DATA

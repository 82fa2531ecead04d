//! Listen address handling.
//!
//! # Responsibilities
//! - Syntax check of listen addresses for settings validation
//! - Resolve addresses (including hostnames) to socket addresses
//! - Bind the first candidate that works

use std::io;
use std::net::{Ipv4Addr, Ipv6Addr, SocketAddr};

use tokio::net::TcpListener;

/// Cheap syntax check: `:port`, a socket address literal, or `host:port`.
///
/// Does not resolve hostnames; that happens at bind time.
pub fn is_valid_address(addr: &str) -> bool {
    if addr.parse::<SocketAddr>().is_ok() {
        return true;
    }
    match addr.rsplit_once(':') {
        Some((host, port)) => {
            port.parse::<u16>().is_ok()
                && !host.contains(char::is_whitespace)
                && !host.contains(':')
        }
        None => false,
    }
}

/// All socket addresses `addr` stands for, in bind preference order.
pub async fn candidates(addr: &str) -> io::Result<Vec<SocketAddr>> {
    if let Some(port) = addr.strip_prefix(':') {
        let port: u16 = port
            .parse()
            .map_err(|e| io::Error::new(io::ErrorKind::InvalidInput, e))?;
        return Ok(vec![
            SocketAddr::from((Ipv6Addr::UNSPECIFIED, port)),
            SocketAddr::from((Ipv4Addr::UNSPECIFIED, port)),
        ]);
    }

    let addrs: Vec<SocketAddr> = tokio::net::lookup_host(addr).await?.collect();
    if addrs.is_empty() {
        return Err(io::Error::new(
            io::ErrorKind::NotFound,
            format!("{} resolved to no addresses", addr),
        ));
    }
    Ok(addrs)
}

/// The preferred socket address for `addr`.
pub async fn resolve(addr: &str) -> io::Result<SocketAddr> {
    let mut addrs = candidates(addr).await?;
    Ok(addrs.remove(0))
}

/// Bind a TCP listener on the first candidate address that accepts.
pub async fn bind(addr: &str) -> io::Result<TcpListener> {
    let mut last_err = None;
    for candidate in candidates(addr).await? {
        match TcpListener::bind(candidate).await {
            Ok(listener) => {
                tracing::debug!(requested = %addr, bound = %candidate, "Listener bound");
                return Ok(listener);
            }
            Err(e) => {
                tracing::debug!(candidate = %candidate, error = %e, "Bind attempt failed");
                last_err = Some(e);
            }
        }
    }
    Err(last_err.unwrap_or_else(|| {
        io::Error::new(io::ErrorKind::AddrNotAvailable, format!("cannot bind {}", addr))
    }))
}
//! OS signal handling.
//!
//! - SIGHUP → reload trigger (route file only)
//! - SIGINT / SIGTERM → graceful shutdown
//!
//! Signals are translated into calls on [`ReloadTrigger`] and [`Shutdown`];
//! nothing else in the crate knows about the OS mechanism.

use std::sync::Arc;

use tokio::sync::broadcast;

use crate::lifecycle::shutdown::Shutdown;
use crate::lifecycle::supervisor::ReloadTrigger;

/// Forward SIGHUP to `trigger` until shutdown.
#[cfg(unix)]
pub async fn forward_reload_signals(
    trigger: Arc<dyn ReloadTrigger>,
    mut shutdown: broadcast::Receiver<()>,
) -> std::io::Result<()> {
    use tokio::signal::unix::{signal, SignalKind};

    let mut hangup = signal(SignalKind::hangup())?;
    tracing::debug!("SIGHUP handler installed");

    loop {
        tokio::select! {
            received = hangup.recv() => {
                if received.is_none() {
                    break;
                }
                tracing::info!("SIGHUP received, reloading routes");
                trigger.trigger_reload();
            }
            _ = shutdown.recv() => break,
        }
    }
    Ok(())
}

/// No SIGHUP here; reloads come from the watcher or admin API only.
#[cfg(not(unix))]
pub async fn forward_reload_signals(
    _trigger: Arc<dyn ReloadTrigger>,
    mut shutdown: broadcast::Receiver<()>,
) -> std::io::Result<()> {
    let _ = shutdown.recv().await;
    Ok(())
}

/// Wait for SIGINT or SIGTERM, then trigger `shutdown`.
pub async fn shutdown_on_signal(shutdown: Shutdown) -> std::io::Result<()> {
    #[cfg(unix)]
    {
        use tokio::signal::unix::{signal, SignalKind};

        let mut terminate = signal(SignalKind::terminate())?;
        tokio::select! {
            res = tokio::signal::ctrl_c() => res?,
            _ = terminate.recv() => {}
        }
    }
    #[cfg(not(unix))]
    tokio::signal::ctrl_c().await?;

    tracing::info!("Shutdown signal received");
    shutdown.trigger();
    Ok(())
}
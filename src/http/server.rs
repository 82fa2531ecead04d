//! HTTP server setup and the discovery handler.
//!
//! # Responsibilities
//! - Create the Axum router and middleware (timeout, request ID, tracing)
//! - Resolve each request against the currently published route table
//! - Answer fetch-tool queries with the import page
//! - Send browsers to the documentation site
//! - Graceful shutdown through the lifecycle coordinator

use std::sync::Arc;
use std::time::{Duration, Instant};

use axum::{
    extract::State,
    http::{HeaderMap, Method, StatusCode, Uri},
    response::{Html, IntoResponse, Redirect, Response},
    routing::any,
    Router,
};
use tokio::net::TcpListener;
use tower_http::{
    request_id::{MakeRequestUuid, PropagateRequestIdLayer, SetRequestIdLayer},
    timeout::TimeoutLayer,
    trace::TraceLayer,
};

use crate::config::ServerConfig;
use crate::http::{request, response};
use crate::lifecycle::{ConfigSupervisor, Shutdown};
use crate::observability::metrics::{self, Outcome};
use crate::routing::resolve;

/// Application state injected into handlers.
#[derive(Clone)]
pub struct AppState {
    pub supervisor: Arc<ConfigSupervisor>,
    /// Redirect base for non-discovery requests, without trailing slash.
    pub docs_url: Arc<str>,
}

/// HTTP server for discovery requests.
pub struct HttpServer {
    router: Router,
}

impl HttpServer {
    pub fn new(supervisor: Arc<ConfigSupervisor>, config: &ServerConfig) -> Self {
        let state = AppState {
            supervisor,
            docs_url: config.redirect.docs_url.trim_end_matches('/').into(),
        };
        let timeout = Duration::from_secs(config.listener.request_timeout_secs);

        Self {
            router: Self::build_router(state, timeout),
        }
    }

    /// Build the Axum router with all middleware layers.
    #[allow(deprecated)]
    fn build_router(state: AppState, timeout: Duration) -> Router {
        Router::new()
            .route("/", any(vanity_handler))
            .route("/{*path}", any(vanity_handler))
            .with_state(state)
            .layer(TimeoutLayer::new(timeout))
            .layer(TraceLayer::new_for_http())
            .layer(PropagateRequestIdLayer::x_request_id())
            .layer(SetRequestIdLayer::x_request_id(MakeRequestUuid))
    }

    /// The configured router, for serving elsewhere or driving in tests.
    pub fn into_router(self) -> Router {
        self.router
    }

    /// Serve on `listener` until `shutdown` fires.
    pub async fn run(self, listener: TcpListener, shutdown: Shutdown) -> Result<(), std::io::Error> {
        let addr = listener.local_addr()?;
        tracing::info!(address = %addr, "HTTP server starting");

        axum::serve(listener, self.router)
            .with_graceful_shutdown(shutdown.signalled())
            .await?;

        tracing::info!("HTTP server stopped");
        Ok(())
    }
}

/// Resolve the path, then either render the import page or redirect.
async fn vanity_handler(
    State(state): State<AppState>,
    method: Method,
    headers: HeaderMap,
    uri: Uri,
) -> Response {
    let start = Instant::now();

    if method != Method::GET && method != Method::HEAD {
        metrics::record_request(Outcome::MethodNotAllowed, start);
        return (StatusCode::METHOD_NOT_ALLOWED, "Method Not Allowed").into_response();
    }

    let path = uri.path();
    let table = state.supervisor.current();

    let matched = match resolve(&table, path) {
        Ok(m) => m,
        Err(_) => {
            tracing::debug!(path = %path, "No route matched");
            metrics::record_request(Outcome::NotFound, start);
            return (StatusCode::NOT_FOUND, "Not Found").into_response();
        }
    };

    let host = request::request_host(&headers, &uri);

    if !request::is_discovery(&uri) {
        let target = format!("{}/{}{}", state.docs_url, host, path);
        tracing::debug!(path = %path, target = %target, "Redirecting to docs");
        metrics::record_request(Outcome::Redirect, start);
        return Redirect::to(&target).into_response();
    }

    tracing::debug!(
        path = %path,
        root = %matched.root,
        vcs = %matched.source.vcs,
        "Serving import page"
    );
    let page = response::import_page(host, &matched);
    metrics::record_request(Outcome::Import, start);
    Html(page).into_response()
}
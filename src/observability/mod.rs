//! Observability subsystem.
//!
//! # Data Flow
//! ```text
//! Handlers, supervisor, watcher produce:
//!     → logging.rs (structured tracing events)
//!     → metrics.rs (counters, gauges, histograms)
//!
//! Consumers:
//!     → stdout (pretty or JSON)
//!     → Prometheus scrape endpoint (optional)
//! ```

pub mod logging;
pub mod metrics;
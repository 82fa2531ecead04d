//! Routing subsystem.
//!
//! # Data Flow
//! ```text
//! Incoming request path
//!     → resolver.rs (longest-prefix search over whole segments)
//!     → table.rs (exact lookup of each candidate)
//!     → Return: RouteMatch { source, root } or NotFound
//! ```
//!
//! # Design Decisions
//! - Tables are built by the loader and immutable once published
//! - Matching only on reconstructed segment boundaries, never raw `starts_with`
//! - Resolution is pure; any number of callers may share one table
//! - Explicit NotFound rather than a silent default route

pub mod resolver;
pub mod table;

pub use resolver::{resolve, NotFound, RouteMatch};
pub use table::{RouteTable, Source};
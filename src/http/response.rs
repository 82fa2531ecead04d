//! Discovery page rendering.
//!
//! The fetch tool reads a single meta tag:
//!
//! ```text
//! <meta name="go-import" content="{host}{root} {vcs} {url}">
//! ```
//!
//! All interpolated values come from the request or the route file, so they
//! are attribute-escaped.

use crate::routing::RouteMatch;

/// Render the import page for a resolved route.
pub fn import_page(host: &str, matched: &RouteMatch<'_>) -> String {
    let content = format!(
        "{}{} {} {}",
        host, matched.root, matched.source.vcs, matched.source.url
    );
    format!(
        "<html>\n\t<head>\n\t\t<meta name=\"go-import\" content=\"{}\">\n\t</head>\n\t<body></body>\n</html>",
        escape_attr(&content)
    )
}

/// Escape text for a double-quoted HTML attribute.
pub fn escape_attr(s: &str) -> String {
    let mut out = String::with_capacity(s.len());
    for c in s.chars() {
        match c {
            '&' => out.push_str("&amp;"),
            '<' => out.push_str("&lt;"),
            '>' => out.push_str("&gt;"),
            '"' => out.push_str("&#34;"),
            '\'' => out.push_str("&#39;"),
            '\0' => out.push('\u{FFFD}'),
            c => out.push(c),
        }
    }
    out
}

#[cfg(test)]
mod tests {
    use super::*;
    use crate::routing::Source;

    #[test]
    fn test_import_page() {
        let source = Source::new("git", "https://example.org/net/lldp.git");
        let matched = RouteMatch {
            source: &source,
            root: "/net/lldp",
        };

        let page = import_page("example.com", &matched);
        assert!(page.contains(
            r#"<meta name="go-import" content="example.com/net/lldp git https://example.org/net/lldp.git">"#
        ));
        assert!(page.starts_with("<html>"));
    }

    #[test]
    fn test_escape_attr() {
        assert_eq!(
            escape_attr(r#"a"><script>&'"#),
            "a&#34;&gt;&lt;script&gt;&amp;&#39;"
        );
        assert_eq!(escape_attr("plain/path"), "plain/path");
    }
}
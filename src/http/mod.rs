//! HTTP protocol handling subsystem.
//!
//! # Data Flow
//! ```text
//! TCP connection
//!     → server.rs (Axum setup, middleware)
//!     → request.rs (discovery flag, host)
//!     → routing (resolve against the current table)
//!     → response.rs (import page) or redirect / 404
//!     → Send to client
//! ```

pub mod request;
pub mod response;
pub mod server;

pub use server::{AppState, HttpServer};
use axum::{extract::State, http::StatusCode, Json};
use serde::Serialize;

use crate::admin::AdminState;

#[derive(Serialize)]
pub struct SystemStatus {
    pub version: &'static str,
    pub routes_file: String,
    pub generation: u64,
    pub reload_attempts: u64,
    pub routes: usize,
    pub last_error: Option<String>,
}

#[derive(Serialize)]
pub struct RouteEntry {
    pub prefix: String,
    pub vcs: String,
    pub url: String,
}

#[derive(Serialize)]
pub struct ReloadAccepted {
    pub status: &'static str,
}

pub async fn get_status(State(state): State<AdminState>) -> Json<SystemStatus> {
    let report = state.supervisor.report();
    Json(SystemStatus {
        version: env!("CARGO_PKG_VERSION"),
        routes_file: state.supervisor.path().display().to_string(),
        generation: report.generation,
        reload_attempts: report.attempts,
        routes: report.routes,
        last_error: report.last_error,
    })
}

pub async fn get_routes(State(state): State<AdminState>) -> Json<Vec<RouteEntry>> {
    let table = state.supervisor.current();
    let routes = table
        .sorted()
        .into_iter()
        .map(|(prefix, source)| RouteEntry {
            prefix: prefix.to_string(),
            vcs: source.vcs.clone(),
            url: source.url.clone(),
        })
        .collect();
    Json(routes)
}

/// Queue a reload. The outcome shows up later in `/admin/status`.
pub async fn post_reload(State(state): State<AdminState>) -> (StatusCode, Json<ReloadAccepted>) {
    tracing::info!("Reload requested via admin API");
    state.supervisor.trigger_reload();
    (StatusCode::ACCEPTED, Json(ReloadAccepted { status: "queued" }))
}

---

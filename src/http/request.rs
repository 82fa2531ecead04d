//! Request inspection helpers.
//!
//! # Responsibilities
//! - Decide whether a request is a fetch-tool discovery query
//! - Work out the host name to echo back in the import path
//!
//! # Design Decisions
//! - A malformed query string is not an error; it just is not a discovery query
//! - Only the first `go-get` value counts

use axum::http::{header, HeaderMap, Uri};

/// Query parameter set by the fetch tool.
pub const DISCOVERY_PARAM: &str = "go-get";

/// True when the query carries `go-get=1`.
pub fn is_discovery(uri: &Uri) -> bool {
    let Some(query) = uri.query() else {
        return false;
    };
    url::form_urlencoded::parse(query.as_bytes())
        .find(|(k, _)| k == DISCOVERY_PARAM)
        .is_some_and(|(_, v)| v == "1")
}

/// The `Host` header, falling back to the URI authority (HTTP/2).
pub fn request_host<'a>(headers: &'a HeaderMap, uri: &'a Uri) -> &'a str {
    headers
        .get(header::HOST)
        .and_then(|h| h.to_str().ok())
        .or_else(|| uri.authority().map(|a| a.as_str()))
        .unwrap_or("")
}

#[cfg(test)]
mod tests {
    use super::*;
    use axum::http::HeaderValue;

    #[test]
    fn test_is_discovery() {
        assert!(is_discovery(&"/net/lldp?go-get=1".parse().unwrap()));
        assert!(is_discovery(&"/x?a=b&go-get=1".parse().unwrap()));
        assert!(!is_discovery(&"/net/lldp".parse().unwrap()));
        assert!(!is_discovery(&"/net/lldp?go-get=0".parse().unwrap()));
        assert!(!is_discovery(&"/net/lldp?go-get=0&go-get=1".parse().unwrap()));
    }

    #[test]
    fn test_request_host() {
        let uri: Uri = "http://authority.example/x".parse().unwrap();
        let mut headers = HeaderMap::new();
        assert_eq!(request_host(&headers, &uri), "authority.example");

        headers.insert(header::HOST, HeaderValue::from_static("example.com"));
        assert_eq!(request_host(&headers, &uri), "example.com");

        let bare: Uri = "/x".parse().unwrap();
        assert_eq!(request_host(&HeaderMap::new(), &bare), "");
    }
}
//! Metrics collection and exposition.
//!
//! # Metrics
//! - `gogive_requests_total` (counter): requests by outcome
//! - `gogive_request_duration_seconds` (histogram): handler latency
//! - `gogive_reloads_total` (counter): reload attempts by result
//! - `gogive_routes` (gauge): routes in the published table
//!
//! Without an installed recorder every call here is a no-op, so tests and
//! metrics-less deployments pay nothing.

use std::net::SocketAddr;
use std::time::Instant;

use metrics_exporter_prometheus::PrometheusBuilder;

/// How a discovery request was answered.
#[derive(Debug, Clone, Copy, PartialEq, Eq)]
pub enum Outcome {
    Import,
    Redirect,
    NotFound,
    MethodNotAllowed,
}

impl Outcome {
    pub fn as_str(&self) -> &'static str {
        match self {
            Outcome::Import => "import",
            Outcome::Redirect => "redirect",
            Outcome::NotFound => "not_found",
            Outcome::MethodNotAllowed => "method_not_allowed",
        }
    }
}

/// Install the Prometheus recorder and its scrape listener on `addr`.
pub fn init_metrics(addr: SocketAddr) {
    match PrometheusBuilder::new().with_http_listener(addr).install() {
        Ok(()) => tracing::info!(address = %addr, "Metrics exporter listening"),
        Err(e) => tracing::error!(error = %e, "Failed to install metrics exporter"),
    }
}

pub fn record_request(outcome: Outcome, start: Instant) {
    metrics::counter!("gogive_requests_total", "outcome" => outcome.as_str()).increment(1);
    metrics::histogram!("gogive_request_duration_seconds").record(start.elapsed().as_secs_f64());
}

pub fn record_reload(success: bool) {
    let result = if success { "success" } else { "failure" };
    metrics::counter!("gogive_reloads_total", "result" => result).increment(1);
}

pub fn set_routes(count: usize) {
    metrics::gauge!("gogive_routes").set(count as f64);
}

--

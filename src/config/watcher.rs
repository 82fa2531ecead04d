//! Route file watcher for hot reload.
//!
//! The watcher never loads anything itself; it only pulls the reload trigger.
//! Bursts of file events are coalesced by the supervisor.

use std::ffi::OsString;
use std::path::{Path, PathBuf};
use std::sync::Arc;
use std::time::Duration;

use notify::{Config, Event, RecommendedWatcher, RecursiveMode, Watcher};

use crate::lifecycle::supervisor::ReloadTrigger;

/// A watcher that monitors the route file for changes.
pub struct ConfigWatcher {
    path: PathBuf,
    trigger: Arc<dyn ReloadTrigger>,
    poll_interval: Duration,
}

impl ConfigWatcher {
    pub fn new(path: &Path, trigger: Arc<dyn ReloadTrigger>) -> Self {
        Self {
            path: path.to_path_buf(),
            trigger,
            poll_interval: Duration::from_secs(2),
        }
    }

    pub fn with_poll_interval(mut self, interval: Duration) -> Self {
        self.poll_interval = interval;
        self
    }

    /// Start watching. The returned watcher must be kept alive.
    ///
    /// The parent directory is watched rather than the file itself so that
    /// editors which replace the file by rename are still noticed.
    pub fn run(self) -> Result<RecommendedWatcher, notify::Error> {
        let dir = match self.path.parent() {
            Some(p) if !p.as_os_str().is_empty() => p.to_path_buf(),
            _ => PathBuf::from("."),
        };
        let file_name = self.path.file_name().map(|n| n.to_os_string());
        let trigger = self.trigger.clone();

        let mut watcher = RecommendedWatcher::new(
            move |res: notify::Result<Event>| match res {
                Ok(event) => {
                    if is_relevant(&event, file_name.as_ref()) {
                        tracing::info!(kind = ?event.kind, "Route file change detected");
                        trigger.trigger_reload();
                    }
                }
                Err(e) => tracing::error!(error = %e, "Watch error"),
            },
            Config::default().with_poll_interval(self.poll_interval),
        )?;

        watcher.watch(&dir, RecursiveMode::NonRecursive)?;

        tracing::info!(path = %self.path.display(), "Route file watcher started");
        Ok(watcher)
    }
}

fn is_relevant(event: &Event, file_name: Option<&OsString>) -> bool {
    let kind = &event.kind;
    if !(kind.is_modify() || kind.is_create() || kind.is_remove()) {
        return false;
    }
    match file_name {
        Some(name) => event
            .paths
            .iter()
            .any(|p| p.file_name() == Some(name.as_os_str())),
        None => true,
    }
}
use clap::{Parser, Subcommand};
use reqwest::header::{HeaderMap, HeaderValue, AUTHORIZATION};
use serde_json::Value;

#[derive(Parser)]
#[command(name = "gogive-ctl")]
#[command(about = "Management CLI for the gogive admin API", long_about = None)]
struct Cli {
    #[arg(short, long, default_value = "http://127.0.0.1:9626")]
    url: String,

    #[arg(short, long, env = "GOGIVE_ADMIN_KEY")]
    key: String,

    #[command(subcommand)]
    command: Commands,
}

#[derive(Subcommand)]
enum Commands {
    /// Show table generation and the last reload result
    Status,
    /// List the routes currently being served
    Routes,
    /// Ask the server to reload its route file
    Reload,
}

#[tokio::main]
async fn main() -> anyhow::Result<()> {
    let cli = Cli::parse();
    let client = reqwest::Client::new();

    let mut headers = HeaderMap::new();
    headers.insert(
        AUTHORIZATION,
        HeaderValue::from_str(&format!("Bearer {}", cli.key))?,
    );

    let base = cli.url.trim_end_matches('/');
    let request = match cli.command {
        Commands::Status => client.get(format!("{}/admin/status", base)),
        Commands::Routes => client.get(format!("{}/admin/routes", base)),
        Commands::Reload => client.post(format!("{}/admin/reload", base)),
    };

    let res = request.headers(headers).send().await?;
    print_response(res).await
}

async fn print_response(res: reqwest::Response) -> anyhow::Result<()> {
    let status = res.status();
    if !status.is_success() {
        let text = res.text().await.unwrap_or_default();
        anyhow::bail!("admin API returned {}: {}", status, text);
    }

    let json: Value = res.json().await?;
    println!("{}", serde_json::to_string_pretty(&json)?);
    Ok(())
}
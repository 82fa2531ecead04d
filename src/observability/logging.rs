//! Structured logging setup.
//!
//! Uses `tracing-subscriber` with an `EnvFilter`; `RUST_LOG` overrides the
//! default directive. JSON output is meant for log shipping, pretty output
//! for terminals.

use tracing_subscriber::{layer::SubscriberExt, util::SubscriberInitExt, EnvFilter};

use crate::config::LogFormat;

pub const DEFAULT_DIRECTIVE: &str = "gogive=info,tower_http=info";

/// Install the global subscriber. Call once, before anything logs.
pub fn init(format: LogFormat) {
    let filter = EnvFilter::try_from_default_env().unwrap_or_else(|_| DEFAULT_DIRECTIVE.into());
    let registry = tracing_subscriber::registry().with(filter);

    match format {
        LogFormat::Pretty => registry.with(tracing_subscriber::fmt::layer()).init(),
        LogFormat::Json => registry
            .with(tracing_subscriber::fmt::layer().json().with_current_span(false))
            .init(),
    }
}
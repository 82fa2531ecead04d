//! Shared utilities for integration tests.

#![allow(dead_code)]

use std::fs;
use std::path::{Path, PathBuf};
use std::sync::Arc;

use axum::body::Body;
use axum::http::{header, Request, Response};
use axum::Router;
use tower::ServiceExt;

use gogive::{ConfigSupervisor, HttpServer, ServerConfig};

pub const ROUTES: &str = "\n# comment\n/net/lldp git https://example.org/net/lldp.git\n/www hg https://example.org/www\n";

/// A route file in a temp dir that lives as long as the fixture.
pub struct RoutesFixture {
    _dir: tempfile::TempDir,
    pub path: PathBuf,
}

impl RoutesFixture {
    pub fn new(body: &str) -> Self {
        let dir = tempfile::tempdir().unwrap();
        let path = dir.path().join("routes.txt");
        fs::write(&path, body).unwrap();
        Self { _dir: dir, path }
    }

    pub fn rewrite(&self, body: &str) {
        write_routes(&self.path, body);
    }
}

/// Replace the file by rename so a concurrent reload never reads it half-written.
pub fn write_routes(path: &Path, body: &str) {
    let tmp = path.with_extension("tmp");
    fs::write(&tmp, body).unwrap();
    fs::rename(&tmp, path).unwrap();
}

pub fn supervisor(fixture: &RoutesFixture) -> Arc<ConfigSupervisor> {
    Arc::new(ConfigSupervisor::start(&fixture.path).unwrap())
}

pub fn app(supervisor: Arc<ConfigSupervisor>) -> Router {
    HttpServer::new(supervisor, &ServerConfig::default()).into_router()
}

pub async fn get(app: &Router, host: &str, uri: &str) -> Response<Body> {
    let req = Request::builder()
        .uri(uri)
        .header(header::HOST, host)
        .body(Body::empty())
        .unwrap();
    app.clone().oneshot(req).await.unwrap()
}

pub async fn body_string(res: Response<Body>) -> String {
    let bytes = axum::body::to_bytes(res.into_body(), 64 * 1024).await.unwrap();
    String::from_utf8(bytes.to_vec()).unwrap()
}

PROBLEM TO SOLVE
Copy verbatim, from the listing above, each line from the one containing "use metrics_exporter_prometheus::PrometheusBuilder;" down to the one containing "let result = if", inclusive.

TASK RESPONSE
use metrics_exporter_prometheus::PrometheusBuilder;

/// How a discovery request was answered.
#[derive(Debug, Clone, Copy, PartialEq, Eq)]
pub enum Outcome {
    Import,
    Redirect,
    NotFound,
    MethodNotAllowed,
}

impl Outcome {
    pub fn as_str(&self) -> &'static str {
        match self {
            Outcome::Import => "import",
            Outcome::Redirect => "redirect",
            Outcome::NotFound => "not_found",
            Outcome::MethodNotAllowed => "method_not_allowed",
        }
    }
}

/// Install the Prometheus recorder and its scrape listener on `addr`.
pub fn init_metrics(addr: SocketAddr) {
    match PrometheusBuilder::new().with_http_listener(addr).install() {
        Ok(()) => tracing::info!(address = %addr, "Metrics exporter listening"),
        Err(e) => tracing::error!(error = %e, "Failed to install metrics exporter"),
    }
}

pub fn record_request(outcome: Outcome, start: Instant) {
    metrics::counter!("gogive_requests_total", "outcome" => outcome.as_str()).increment(1);
    metrics::histogram!("gogive_request_duration_seconds").record(start.elapsed().as_secs_f64());
}

pub fn record_reload(success: bool) {
    let result = if success { "success" } else { "failure" };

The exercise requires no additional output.